═════ Supplied records ═════

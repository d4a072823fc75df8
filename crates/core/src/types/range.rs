//! Reporting time ranges and the calendar windows they resolve to.

use chrono::{DateTime, Datelike, Days, FixedOffset, NaiveDate, NaiveTime, TimeZone, Utc};
use serde::{Deserialize, Serialize};

/// Errors that can occur when parsing a [`TimeRange`].
#[derive(thiserror::Error, Debug, Clone, PartialEq, Eq)]
#[error("unknown time range: {0}")]
pub struct TimeRangeError(pub String);

/// A named reporting range selectable on the dashboard and token usage pages.
#[derive(Debug, Clone, Copy, PartialEq, Eq, Hash, Serialize, Deserialize, Default)]
pub enum TimeRange {
    #[serde(rename = "today")]
    Today,
    #[default]
    #[serde(rename = "7days")]
    SevenDays,
    #[serde(rename = "30days")]
    ThirtyDays,
    #[serde(rename = "1year")]
    OneYear,
    #[serde(rename = "this_week")]
    ThisWeek,
    #[serde(rename = "this_month")]
    ThisMonth,
}

impl TimeRange {
    /// Every range in the order the range picker shows them.
    pub const ALL: [Self; 6] = [
        Self::Today,
        Self::SevenDays,
        Self::ThirtyDays,
        Self::OneYear,
        Self::ThisWeek,
        Self::ThisMonth,
    ];

    /// The query-string value.
    #[must_use]
    pub const fn as_str(self) -> &'static str {
        match self {
            Self::Today => "today",
            Self::SevenDays => "7days",
            Self::ThirtyDays => "30days",
            Self::OneYear => "1year",
            Self::ThisWeek => "this_week",
            Self::ThisMonth => "this_month",
        }
    }

    /// Label for the range picker.
    #[must_use]
    pub const fn label(self) -> &'static str {
        match self {
            Self::Today => "Hari ini",
            Self::SevenDays => "7 hari terakhir",
            Self::ThirtyDays => "30 hari terakhir",
            Self::OneYear => "1 tahun terakhir",
            Self::ThisWeek => "Minggu ini",
            Self::ThisMonth => "Bulan ini",
        }
    }

    /// Resolve this range to a window of whole calendar days ending around `today`.
    ///
    /// `this_month` runs to the last day of the month, so it may include days
    /// after `today`. Every other range ends on `today`.
    #[must_use]
    pub fn window(self, today: NaiveDate) -> DateWindow {
        let back = |n: u64| today.checked_sub_days(Days::new(n)).unwrap_or(NaiveDate::MIN);
        let (first, last) = match self {
            Self::Today => (today, today),
            Self::SevenDays => (back(6), today),
            Self::ThirtyDays => (back(29), today),
            Self::OneYear => (back(364), today),
            Self::ThisWeek => (
                back(u64::from(today.weekday().num_days_from_monday())),
                today,
            ),
            Self::ThisMonth => {
                let first = today.with_day(1).unwrap_or(today);
                let last = first
                    .checked_add_months(chrono::Months::new(1))
                    .and_then(|next| next.pred_opt())
                    .unwrap_or(today);
                (first, last)
            }
        };
        DateWindow { first, last }
    }
}

impl std::fmt::Display for TimeRange {
    fn fmt(&self, f: &mut std::fmt::Formatter<'_>) -> std::fmt::Result {
        f.write_str(self.as_str())
    }
}

impl std::str::FromStr for TimeRange {
    type Err = TimeRangeError;

    fn from_str(s: &str) -> Result<Self, Self::Err> {
        Self::ALL
            .into_iter()
            .find(|range| range.as_str() == s)
            .ok_or_else(|| TimeRangeError(s.to_owned()))
    }
}

/// An inclusive span of calendar days in the business timezone.
///
/// Converted to instants as the half-open interval
/// `[first 00:00, (last + 1) 00:00)` so a record stamped exactly at midnight
/// belongs to the day that starts there.
#[derive(Debug, Clone, Copy, PartialEq, Eq, Hash)]
pub struct DateWindow {
    first: NaiveDate,
    last: NaiveDate,
}

impl DateWindow {
    /// Build a window from its first and last day, swapping them if reversed.
    #[must_use]
    pub fn new(first: NaiveDate, last: NaiveDate) -> Self {
        if first <= last {
            Self { first, last }
        } else {
            Self {
                first: last,
                last: first,
            }
        }
    }

    /// A window covering a single day.
    #[must_use]
    pub const fn single_day(day: NaiveDate) -> Self {
        Self {
            first: day,
            last: day,
        }
    }

    #[must_use]
    pub const fn first(&self) -> NaiveDate {
        self.first
    }

    #[must_use]
    pub const fn last(&self) -> NaiveDate {
        self.last
    }

    /// Number of days in the window.
    #[must_use]
    pub fn len_days(&self) -> usize {
        usize::try_from((self.last - self.first).num_days() + 1).unwrap_or(0)
    }

    /// Iterate over every day in the window, oldest first.
    pub fn days(&self) -> impl Iterator<Item = NaiveDate> + use<> {
        let last = self.last;
        self.first.iter_days().take_while(move |d| *d <= last)
    }

    /// Whether `day` falls inside the window.
    #[must_use]
    pub fn contains_day(&self, day: NaiveDate) -> bool {
        self.first <= day && day <= self.last
    }

    /// Start instant (inclusive) in UTC.
    #[must_use]
    pub fn start_utc(&self, offset: FixedOffset) -> DateTime<Utc> {
        midnight_utc(self.first, offset)
    }

    /// End instant (exclusive) in UTC.
    #[must_use]
    pub fn end_utc(&self, offset: FixedOffset) -> DateTime<Utc> {
        let next = self.last.succ_opt().unwrap_or(self.last);
        midnight_utc(next, offset)
    }

    /// Whether an instant falls inside `[start, end)`.
    #[must_use]
    pub fn contains_instant(&self, at: DateTime<Utc>, offset: FixedOffset) -> bool {
        at >= self.start_utc(offset) && at < self.end_utc(offset)
    }
}

/// The business-local calendar day an instant falls on.
#[must_use]
pub fn local_day(at: DateTime<Utc>, offset: FixedOffset) -> NaiveDate {
    at.with_timezone(&offset).date_naive()
}

fn midnight_utc(day: NaiveDate, offset: FixedOffset) -> DateTime<Utc> {
    let local = day.and_time(NaiveTime::MIN);
    // Fixed offsets have no gaps or folds
    offset
        .from_local_datetime(&local)
        .single()
        .map_or_else(|| local.and_utc(), |dt| dt.with_timezone(&Utc))
}

#[cfg(test)]
#[allow(clippy::unwrap_used)]
mod tests {
    use super::*;

    fn date(y: i32, m: u32, d: u32) -> NaiveDate {
        NaiveDate::from_ymd_opt(y, m, d).unwrap()
    }

    fn wib() -> FixedOffset {
        FixedOffset::east_opt(7 * 3600).unwrap()
    }

    #[test]
    fn test_parse_all_ranges() {
        for range in TimeRange::ALL {
            assert_eq!(range.as_str().parse::<TimeRange>().unwrap(), range);
        }
        assert_eq!(
            "2weeks".parse::<TimeRange>(),
            Err(TimeRangeError("2weeks".to_owned()))
        );
    }

    #[test]
    fn test_seven_days_includes_today() {
        let window = TimeRange::SevenDays.window(date(2024, 3, 10));
        assert_eq!(window.first(), date(2024, 3, 4));
        assert_eq!(window.last(), date(2024, 3, 10));
        assert_eq!(window.len_days(), 7);
    }

    #[test]
    fn test_thirty_days_and_year() {
        let today = date(2024, 3, 10);
        assert_eq!(TimeRange::ThirtyDays.window(today).len_days(), 30);
        assert_eq!(TimeRange::OneYear.window(today).len_days(), 365);
        assert_eq!(TimeRange::Today.window(today).len_days(), 1);
    }

    #[test]
    fn test_this_week_starts_monday() {
        // 2024-03-10 is a Sunday
        let window = TimeRange::ThisWeek.window(date(2024, 3, 10));
        assert_eq!(window.first(), date(2024, 3, 4));
        assert_eq!(window.len_days(), 7);

        // Monday is a one-day week so far
        let window = TimeRange::ThisWeek.window(date(2024, 3, 4));
        assert_eq!(window.first(), date(2024, 3, 4));
        assert_eq!(window.len_days(), 1);
    }

    #[test]
    fn test_this_month_covers_whole_month() {
        let window = TimeRange::ThisMonth.window(date(2024, 2, 10));
        assert_eq!(window.first(), date(2024, 2, 1));
        assert_eq!(window.last(), date(2024, 2, 29));

        let window = TimeRange::ThisMonth.window(date(2023, 12, 31));
        assert_eq!(window.last(), date(2023, 12, 31));
    }

    #[test]
    fn test_window_instants_are_half_open_in_local_time() {
        let window = DateWindow::single_day(date(2024, 3, 10));
        // 2024-03-10 00:00 +07:00 == 2024-03-09 17:00 UTC
        let start = window.start_utc(wib());
        assert_eq!(start, Utc.with_ymd_and_hms(2024, 3, 9, 17, 0, 0).unwrap());

        let end = window.end_utc(wib());
        assert_eq!(end, Utc.with_ymd_and_hms(2024, 3, 10, 17, 0, 0).unwrap());

        assert!(window.contains_instant(start, wib()));
        assert!(!window.contains_instant(end, wib()));
        assert!(window.contains_instant(end - chrono::Duration::seconds(1), wib()));
    }

    #[test]
    fn test_local_day_at_midnight_edge() {
        // 16:59:59 UTC is 23:59:59 local on the 10th; 17:00 is midnight on the 11th
        let before = Utc.with_ymd_and_hms(2024, 3, 10, 16, 59, 59).unwrap();
        let at = Utc.with_ymd_and_hms(2024, 3, 10, 17, 0, 0).unwrap();
        assert_eq!(local_day(before, wib()), date(2024, 3, 10));
        assert_eq!(local_day(at, wib()), date(2024, 3, 11));
    }

    #[test]
    fn test_days_iterates_inclusive() {
        let window = DateWindow::new(date(2024, 2, 28), date(2024, 3, 1));
        let days: Vec<_> = window.days().collect();
        assert_eq!(days, vec![date(2024, 2, 28), date(2024, 2, 29), date(2024, 3, 1)]);
    }

    #[test]
    fn test_new_swaps_reversed_bounds() {
        let window = DateWindow::new(date(2024, 3, 5), date(2024, 3, 1));
        assert_eq!(window.first(), date(2024, 3, 1));
        assert!(window.contains_day(date(2024, 3, 3)));
    }
}
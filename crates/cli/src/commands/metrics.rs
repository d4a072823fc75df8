//! Daily metrics job.
//!
//! # Usage
//!
//! ```bash
//! # Store today (business timezone)
//! cs-cli metrics store-daily
//!
//! # Store a specific day
//! cs-cli metrics store-daily --date 2024-04-01
//! ```
//!
//! # Environment Variables
//!
//! - `CONSOLE_DATABASE_URL` - `PostgreSQL` connection string (falls back to `DATABASE_URL`)
//! - `CONSOLE_UTC_OFFSET` - Business timezone (default: +07:00)

use chrono::{FixedOffset, NaiveDate, Utc};
use thiserror::Error;

use cs_console_admin::config::{ConfigError, parse_utc_offset};
use cs_console_admin::services::{MetricsError, MetricsService};
use cs_console_admin::services::metrics::parse_metric_date;

use super::{CommandError, connect};

const DEFAULT_UTC_OFFSET: &str = "+07:00";

#[derive(Debug, Error)]
pub enum StoreDailyError {
    #[error(transparent)]
    Command(#[from] CommandError),

    #[error(transparent)]
    Config(#[from] ConfigError),

    #[error(transparent)]
    Metrics(#[from] MetricsError),
}

/// Business timezone from `CONSOLE_UTC_OFFSET`.
fn business_offset() -> Result<FixedOffset, ConfigError> {
    let value =
        std::env::var("CONSOLE_UTC_OFFSET").unwrap_or_else(|_| DEFAULT_UTC_OFFSET.to_owned());
    parse_utc_offset(&value)
}

/// The day to store: `date` if given, otherwise today at `offset`.
fn target_day(date: Option<&str>, offset: FixedOffset) -> Result<NaiveDate, MetricsError> {
    match date.map(str::trim).filter(|d| !d.is_empty()) {
        Some(value) => parse_metric_date(value),
        None => Ok(Utc::now().with_timezone(&offset).date_naive()),
    }
}

/// Compute one day's aggregates and upsert them into `daily_metrics`.
pub async fn store_daily(date: Option<&str>) -> Result<(), StoreDailyError> {
    let pool = connect().await?;
    let offset = business_offset()?;
    let day = target_day(date, offset)?;

    tracing::info!("Storing daily metrics for {day}...");
    let metrics = MetricsService::new(&pool, offset).store_daily(day).await?;

    tracing::info!(
        chats = metrics.chats,
        complaints = metrics.complaints,
        checkouts = metrics.checkouts,
        orders = metrics.orders,
        revenue = %metrics.revenue,
        "Daily metrics stored for {day}"
    );
    Ok(())
}
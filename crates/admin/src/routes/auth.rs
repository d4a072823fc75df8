//! Staff sign-in and sign-out.

use askama::Template;
use askama_web::WebTemplate;
use axum::{
    Form, Router,
    extract::State,
    http::StatusCode,
    response::{IntoResponse, Redirect, Response},
    routing::{get, post},
};
use serde::Deserialize;
use tower_sessions::Session;
use tracing::instrument;

use crate::components::nav::{BRAND_NAME, BRAND_SUBTITLE};
use crate::error::clear_sentry_user;
use crate::middleware::{OptionalStaffAuth, clear_current_staff, set_current_staff};
use crate::models::CurrentStaff;
use crate::services::{AuthError, AuthService};
use crate::state::AppState;

const INVALID_CREDENTIALS: &str = "Username atau password salah";
const LOGIN_FAILED: &str = "Gagal masuk, silakan coba lagi";

/// Login page template.
#[derive(Template, WebTemplate)]
#[template(path = "auth/login.html")]
pub struct LoginTemplate {
    pub brand_name: &'static str,
    pub brand_subtitle: &'static str,
    pub username: String,
    pub error: Option<String>,
}

impl LoginTemplate {
    fn new(username: String, error: Option<&str>) -> Self {
        Self {
            brand_name: BRAND_NAME,
            brand_subtitle: BRAND_SUBTITLE,
            username,
            error: error.map(str::to_string),
        }
    }
}

#[derive(Debug, Deserialize)]
pub struct LoginForm {
    pub username: String,
    pub password: String,
}

pub fn router() -> Router<AppState> {
    Router::new()
        .route("/auth/login", get(login_page).post(login))
        .route("/auth/logout", post(logout))
}

/// Show the login form, or send a signed-in user to their home screen.
#[instrument(skip_all)]
async fn login_page(OptionalStaffAuth(staff): OptionalStaffAuth) -> Response {
    match staff {
        Some(staff) => Redirect::to(staff.home_path()).into_response(),
        None => LoginTemplate::new(String::new(), None).into_response(),
    }
}

/// Verify credentials and start a session.
///
/// Admins land on the holds screen, operators on the dashboard.
#[instrument(skip(state, session, form), fields(username = %form.username))]
async fn login(
    State(state): State<AppState>,
    session: Session,
    Form(form): Form<LoginForm>,
) -> Response {
    let user = match AuthService::new(state.pool())
        .login(&form.username, &form.password)
        .await
    {
        Ok(user) => user,
        Err(AuthError::InvalidCredentials) => {
            tracing::info!("Login rejected");
            return (
                StatusCode::UNAUTHORIZED,
                LoginTemplate::new(form.username, Some(INVALID_CREDENTIALS)),
            )
                .into_response();
        }
        Err(e) => {
            tracing::error!(error = %e, "Login failed");
            return (
                StatusCode::INTERNAL_SERVER_ERROR,
                LoginTemplate::new(form.username, Some(LOGIN_FAILED)),
            )
                .into_response();
        }
    };

    let staff = CurrentStaff::from(&user);
    if let Err(e) = set_current_staff(&session, &staff).await {
        tracing::error!(error = %e, "Failed to store session");
        return (
            StatusCode::INTERNAL_SERVER_ERROR,
            LoginTemplate::new(form.username, Some(LOGIN_FAILED)),
        )
            .into_response();
    }

    tracing::info!(role = %staff.role, "Staff signed in");
    Redirect::to(staff.home_path()).into_response()
}

/// End the session.
#[instrument(skip_all)]
async fn logout(session: Session) -> Redirect {
    if let Err(e) = clear_current_staff(&session).await {
        tracing::warn!(error = %e, "Failed to clear session");
    }
    clear_sentry_user();
    Redirect::to("/auth/login")
}
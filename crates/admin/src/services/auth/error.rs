//! Staff authentication error types.

use thiserror::Error;

use crate::db::RepositoryError;

/// Errors that can occur during staff authentication operations.
#[derive(Debug, Error)]
pub enum AuthError {
    /// Username or password is wrong. Does not say which.
    #[error("invalid username or password")]
    InvalidCredentials,

    /// Username is blank or malformed.
    #[error("invalid username: {0}")]
    InvalidUsername(String),

    /// Password does not meet requirements.
    #[error("weak password: {0}")]
    WeakPassword(String),

    /// A staff user with that username already exists.
    #[error("staff user already exists")]
    UserAlreadyExists,

    /// Password hashing failed.
    #[error("failed to hash password")]
    PasswordHash,

    /// Repository/database error.
    #[error("database error: {0}")]
    Repository(#[from] RepositoryError),
}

═════

What you need to do: Please, from the material above, copy only the lines from the line with "fn target_day(date: Option<&str>, offset: FixedOffset)" up to and including the line with "sign-in and sign-out.", exactly as written.

Task result:
fn target_day(date: Option<&str>, offset: FixedOffset) -> Result<NaiveDate, MetricsError> {
    match date.map(str::trim).filter(|d| !d.is_empty()) {
        Some(value) => parse_metric_date(value),
        None => Ok(Utc::now().with_timezone(&offset).date_naive()),
    }
}

/// Compute one day's aggregates and upsert them into `daily_metrics`.
pub async fn store_daily(date: Option<&str>) -> Result<(), StoreDailyError> {
    let pool = connect().await?;
    let offset = business_offset()?;
    let day = target_day(date, offset)?;

    tracing::info!("Storing daily metrics for {day}...");
    let metrics = MetricsService::new(&pool, offset).store_daily(day).await?;

    tracing::info!(
        chats = metrics.chats,
        complaints = metrics.complaints,
        checkouts = metrics.checkouts,
        orders = metrics.orders,
        revenue = %metrics.revenue,
        "Daily metrics stored for {day}"
    );
    Ok(())
}
filename crates/admin/src/routes/auth.rs
repository d4a072823fc75df8
//! Staff sign-in and sign-out.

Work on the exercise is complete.